→ Information shown:
# # #
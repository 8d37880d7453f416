//! Request descriptors.
//!
//! # Responsibilities
//! - Capture what authorization needs from a request: path, matched
//!   template, method, path parameters and multi-valued query parameters
//! - Build that descriptor from axum request parts
//!
//! # Design Decisions
//! - Query strings are parsed without squashing repeated keys and blank
//!   values are kept
//! - Path parameters are bound from the matched template, so handlers and
//!   rules see the same names
//! - A descriptor without a template is matched in raw-path mode

use axum::extract::MatchedPath;
use axum::http::request::Parts;
use axum::http::{Extensions, Method, Request, Uri};
use url::form_urlencoded;

use crate::routing::{decode_path_params, PathParams, PathTemplate};

/// Ordered, possibly repeated query parameters.
#[derive(Debug, Clone, Default, PartialEq, Eq)]
pub struct QueryParams {
    pairs: Vec<(String, String)>,
}

impl QueryParams {
    pub fn new() -> Self {
        Self::default()
    }

    /// Parse a raw (still encoded) query string.
    pub fn parse(query: &str) -> Self {
        let pairs = form_urlencoded::parse(query.as_bytes())
            .map(|(k, v)| (k.into_owned(), v.into_owned()))
            .collect();
        Self { pairs }
    }

    /// Every value supplied for `key`, in request order.
    pub fn get_all<'a>(&'a self, key: &'a str) -> impl Iterator<Item = &'a str> + 'a {
        self.pairs
            .iter()
            .filter(move |(k, _)| k == key)
            .map(|(_, v)| v.as_str())
    }

    pub fn first<'a>(&'a self, key: &'a str) -> Option<&'a str> {
        self.get_all(key).next()
    }

    pub fn contains_key(&self, key: &str) -> bool {
        self.pairs.iter().any(|(k, _)| k == key)
    }

    pub fn append(&mut self, key: impl Into<String>, value: impl Into<String>) {
        self.pairs.push((key.into(), value.into()));
    }

    /// Replace every value of `key` with `values`.
    pub fn set_all<I, V>(&mut self, key: &str, values: I)
    where
        I: IntoIterator<Item = V>,
        V: Into<String>,
    {
        self.remove(key);
        for value in values {
            self.pairs.push((key.to_string(), value.into()));
        }
    }

    pub fn remove(&mut self, key: &str) {
        self.pairs.retain(|(k, _)| k != key);
    }

    /// Keep only the `(key, value)` pairs for which `f` returns true.
    pub fn retain<F>(&mut self, mut f: F)
    where
        F: FnMut(&str, &str) -> bool,
    {
        self.pairs.retain(|(k, v)| f(k, v));
    }

    pub fn iter(&self) -> impl Iterator<Item = (&str, &str)> {
        self.pairs.iter().map(|(k, v)| (k.as_str(), v.as_str()))
    }

    pub fn is_empty(&self) -> bool {
        self.pairs.is_empty()
    }

    pub fn len(&self) -> usize {
        self.pairs.len()
    }

    /// Encode back into a query string.
    pub fn to_query_string(&self) -> String {
        form_urlencoded::Serializer::new(String::new())
            .extend_pairs(self.pairs.iter())
            .finish()
    }
}

impl<K: Into<String>, V: Into<String>> FromIterator<(K, V)> for QueryParams {
    fn from_iter<T: IntoIterator<Item = (K, V)>>(iter: T) -> Self {
        Self {
            pairs: iter.into_iter().map(|(k, v)| (k.into(), v.into())).collect(),
        }
    }
}

/// The template a route was registered under, before any nest prefix.
///
/// Set by [`AuthorizedRouter`](crate::http::AuthorizedRouter) on each route
/// it wraps. Takes precedence over `MatchedPath`, which carries the full
/// prefixed template once the router is nested.
#[derive(Debug, Clone)]
pub struct RouteTemplate(pub PathTemplate);

/// Everything the policy engine looks at in a request.
#[derive(Debug, Clone)]
pub struct RequestDescriptor {
    /// Path as received, still percent-encoded.
    pub path: String,
    /// Router-resolved template. `None` puts rule matching in raw-path mode.
    pub path_template: Option<PathTemplate>,
    pub method: Method,
    pub path_params: PathParams,
    pub query: QueryParams,
}

impl RequestDescriptor {
    /// Descriptor for a request the router already resolved to `template`.
    ///
    /// `path` is the path as received. Path parameters are bound by matching
    /// it against the template (or against its trailing segments when the
    /// route sits under a nest prefix) and then percent-decoded, so rules
    /// see the same values as axum's `Path` extractor. A path that does not
    /// fit leaves them empty.
    pub fn for_route(template: PathTemplate, method: Method, path: impl Into<String>) -> Self {
        let path = path.into();
        let path_params = template
            .match_path(&path)
            .or_else(|| template.match_path_suffix(&path))
            .map(decode_path_params)
            .unwrap_or_default();
        Self {
            path,
            path_template: Some(template),
            method,
            path_params,
            query: QueryParams::new(),
        }
    }

    /// Descriptor with no resolved template.
    pub fn from_raw_path(method: Method, path: impl Into<String>) -> Self {
        Self {
            path: path.into(),
            path_template: None,
            method,
            path_params: PathParams::new(),
            query: QueryParams::new(),
        }
    }

    pub fn with_query(mut self, query: QueryParams) -> Self {
        self.query = query;
        self
    }

    pub fn with_query_str(self, query: &str) -> Self {
        self.with_query(QueryParams::parse(query))
    }

    pub fn with_path_param(mut self, name: impl Into<String>, value: impl Into<String>) -> Self {
        self.path_params.insert(name.into(), value.into());
        self
    }

    /// Build from axum request parts.
    ///
    /// Uses the `RouteTemplate` extension, then `MatchedPath`, when the
    /// request went through a routed handler; otherwise the descriptor is
    /// left in raw-path mode.
    pub fn from_parts(parts: &Parts) -> Self {
        Self::describe(&parts.method, &parts.uri, &parts.extensions)
    }

    pub fn from_request<B>(request: &Request<B>) -> Self {
        Self::describe(request.method(), request.uri(), request.extensions())
    }

    fn describe(method: &Method, uri: &Uri, extensions: &Extensions) -> Self {
        let path = uri.path().to_string();
        let query = QueryParams::parse(uri.query().unwrap_or_default());
        let template = match extensions.get::<RouteTemplate>() {
            Some(registered) => Some(registered.0.clone()),
            None => extensions
                .get::<MatchedPath>()
                .and_then(|matched| PathTemplate::parse(matched.as_str()).ok()),
        };

        let descriptor = match template {
            Some(template) => Self::for_route(template, method.clone(), path),
            None => Self::from_raw_path(method.clone(), path),
        };
        descriptor.with_query(query)
    }

    pub fn template_str(&self) -> Option<&str> {
        self.path_template.as_ref().map(PathTemplate::as_str)
    }
}

#[cfg(test)]
mod tests {
    use super::*;
    use axum::body::Body;
    use axum::http::Request;

    #[test]
    fn test_query_keeps_repeated_and_blank_values() {
        let query = QueryParams::parse("collections=a&collections=b&empty=&limit=10");
        assert_eq!(query.get_all("collections").collect::<Vec<_>>(), vec!["a", "b"]);
        assert_eq!(query.first("empty"), Some(""));
        assert_eq!(query.first("limit"), Some("10"));
        assert_eq!(query.first("missing"), None);
        assert_eq!(query.len(), 4);
    }

    #[test]
    fn test_query_decodes_values() {
        let query = QueryParams::parse("q=hello%20world&plus=a+b");
        assert_eq!(query.first("q"), Some("hello world"));
        assert_eq!(query.first("plus"), Some("a b"));
    }

    #[test]
    fn test_query_mutation_and_encoding() {
        let mut query = QueryParams::parse("collections=a&collections=b&limit=5");
        query.set_all("collections", ["a"]);
        query.retain(|k, _| k != "limit");
        query.append("sort", "date desc");
        assert_eq!(query.to_query_string(), "collections=a&sort=date+desc");
    }

    #[test]
    fn test_for_route_binds_params() {
        let template = PathTemplate::parse("/collections/{collection_id}").unwrap();
        let descriptor =
            RequestDescriptor::for_route(template, Method::GET, "/collections/landsat");
        assert_eq!(descriptor.path_params["collection_id"], "landsat");
        assert_eq!(descriptor.template_str(), Some("/collections/{collection_id}"));
    }

    #[test]
    fn test_first_with_short_lived_key() {
        let query = QueryParams::parse("limit=10");
        let value = {
            let key = String::from("limit");
            query.first(&key).map(str::to_string)
        };
        assert_eq!(value.as_deref(), Some("10"));
    }

    #[test]
    fn test_for_route_decodes_params() {
        let template = PathTemplate::parse("/collections/{collection_id}").unwrap();
        let descriptor =
            RequestDescriptor::for_route(template, Method::GET, "/collections/s%65cret");
        assert_eq!(descriptor.path, "/collections/s%65cret");
        assert_eq!(descriptor.path_params["collection_id"], "secret");
    }

    #[test]
    fn test_registered_template_wins_over_matched_path() {
        let template = PathTemplate::parse("/collections/{collection_id}").unwrap();
        let request = Request::builder()
            .uri("/api/collections/abc")
            .extension(RouteTemplate(template))
            .body(Body::empty())
            .unwrap();

        let descriptor = RequestDescriptor::from_request(&request);
        assert_eq!(descriptor.template_str(), Some("/collections/{collection_id}"));
        assert_eq!(descriptor.path_params["collection_id"], "abc");
    }

    #[test]
    fn test_from_parts_without_matched_path() {
        let request = Request::builder()
            .method(Method::POST)
            .uri("http://example.com/search?limit=3&limit=4")
            .body(Body::empty())
            .unwrap();
        let (parts, _) = request.into_parts();

        let descriptor = RequestDescriptor::from_parts(&parts);
        assert_eq!(descriptor.path, "/search");
        assert!(descriptor.path_template.is_none());
        assert_eq!(descriptor.method, Method::POST);
        assert_eq!(descriptor.query.get_all("limit").count(), 2);
    }
}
# # #
→ Aim of the task:
Reproduce every line in the records above that contains the word "remove".

→ Result of the exercise:
        self.remove(key);
    pub fn remove(&mut self, key: &str) {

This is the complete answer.